# [THE INPUT]
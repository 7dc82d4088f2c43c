//! Bearer token issuance and refresh coordination.
//!
//! The authentication endpoint gives no expiry for the tokens it issues, so
//! a token is assumed valid until some request comes back 401. When many
//! workers see that 401 at once they all call [`TokenManager::refresh`] with
//! the token they used; the first one through the refresh gate performs the
//! exchange and the rest find a newer generation already installed.

use crate::config::Config;
use crate::error::{Error, Result};
use crate::types::{AccessToken, Event};
use crate::utils::{read_body_with_timeout, send_with_timeout};
use reqwest::header::ACCEPT;
use serde::Deserialize;
use std::sync::Arc;
use tokio::sync::{Mutex, RwLock, broadcast};

#[derive(Deserialize)]
struct AuthResponse {
    #[serde(rename = "accessToken")]
    access_token: Option<String>,
}

/// Owns the current [`AccessToken`] and the single-flight refresh
pub struct TokenManager {
    client: reqwest::Client,
    config: Arc<Config>,
    event_tx: broadcast::Sender<Event>,
    current: RwLock<Option<AccessToken>>,
    /// Serializes every exchange with the authentication endpoint
    refresh_gate: Mutex<()>,
}

impl TokenManager {
    /// Create a manager; no request is made until a token is needed
    pub fn new(
        client: reqwest::Client,
        config: Arc<Config>,
        event_tx: broadcast::Sender<Event>,
    ) -> Self {
        Self {
            client,
            config,
            event_tx,
            current: RwLock::new(None),
            refresh_gate: Mutex::new(()),
        }
    }

    /// Exchange the configured credential for a new token and make it current.
    ///
    /// # Errors
    ///
    /// - [`Error::Authentication`] on 401 (bad credentials)
    /// - [`Error::Endpoint`] on 404 (wrong authentication URL)
    /// - [`Error::TransientServer`] on any other non-2xx or a timeout
    /// - [`Error::MalformedInput`] if a 200 body has no `accessToken`
    pub async fn obtain(&self) -> Result<AccessToken> {
        let _gate = self.refresh_gate.lock().await;
        let token = self.install().await?;
        self.event_tx.send(Event::Authenticated).ok();
        Ok(token)
    }

    /// The current token, obtaining one first if none has been issued yet
    pub async fn current(&self) -> Result<AccessToken> {
        if let Some(token) = self.current.read().await.clone() {
            return Ok(token);
        }

        let _gate = self.refresh_gate.lock().await;
        // another caller may have obtained one while we waited for the gate
        if let Some(token) = self.current.read().await.clone() {
            return Ok(token);
        }
        let token = self.install().await?;
        self.event_tx.send(Event::Authenticated).ok();
        Ok(token)
    }

    /// Replace a token that the server rejected.
    ///
    /// `observed` is the token the caller sent. If it has already been
    /// replaced, the newer token is returned without contacting the
    /// authentication endpoint, so concurrent callers share one exchange and
    /// nobody ever moves back to an older token.
    pub async fn refresh(&self, observed: &AccessToken) -> Result<AccessToken> {
        let _gate = self.refresh_gate.lock().await;

        if let Some(token) = self.current.read().await.as_ref()
            && token.generation() > observed.generation()
        {
            tracing::debug!(
                generation = token.generation(),
                "Token already refreshed by another worker"
            );
            return Ok(token.clone());
        }

        tracing::warn!(
            generation = observed.generation(),
            "Access token rejected, re-authenticating"
        );
        let token = self.install().await?;
        self.event_tx
            .send(Event::TokenRefreshed {
                generation: token.generation(),
            })
            .ok();
        Ok(token)
    }

    /// Exchange and store; callers must hold the refresh gate
    async fn install(&self) -> Result<AccessToken> {
        let value = self.exchange().await?;
        let mut current = self.current.write().await;
        let generation = current.as_ref().map_or(0, AccessToken::generation) + 1;
        let token = AccessToken::new(value, generation);
        *current = Some(token.clone());
        Ok(token)
    }

    async fn exchange(&self) -> Result<String> {
        let url = self.config.api.auth_url.as_str();
        let timeout = self.config.api.request_timeout;
        tracing::debug!(url, "Requesting access token");

        let request = self
            .client
            .post(url)
            .header(ACCEPT, "application/json")
            .json(&self.config.credential);
        let response = send_with_timeout(request, timeout, url).await?;

        let status = response.status();
        if !status.is_success() {
            let error = Error::from_status(status, url);
            tracing::error!(url, status = status.as_u16(), error = %error, "Authentication failed");
            return Err(error);
        }

        let body = read_body_with_timeout(response, timeout, url).await?;
        let parsed: AuthResponse = serde_json::from_slice(&body).map_err(|e| {
            Error::MalformedInput(format!("authentication response is not JSON: {e}"))
        })?;
        match parsed.access_token {
            Some(token) if !token.is_empty() => {
                tracing::info!("Obtained access token");
                Ok(token)
            }
            _ => Err(Error::MalformedInput(
                "authentication response has no accessToken".to_string(),
            )),
        }
    }
}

# [PROBLEM DETAILS]
If the string "broadcast" appears in a line of the entries, report the line.

# [TASK RESULT]
use tokio::sync::{Mutex, RwLock, broadcast};
    event_tx: broadcast::Sender<Event>,
        event_tx: broadcast::Sender<Event>,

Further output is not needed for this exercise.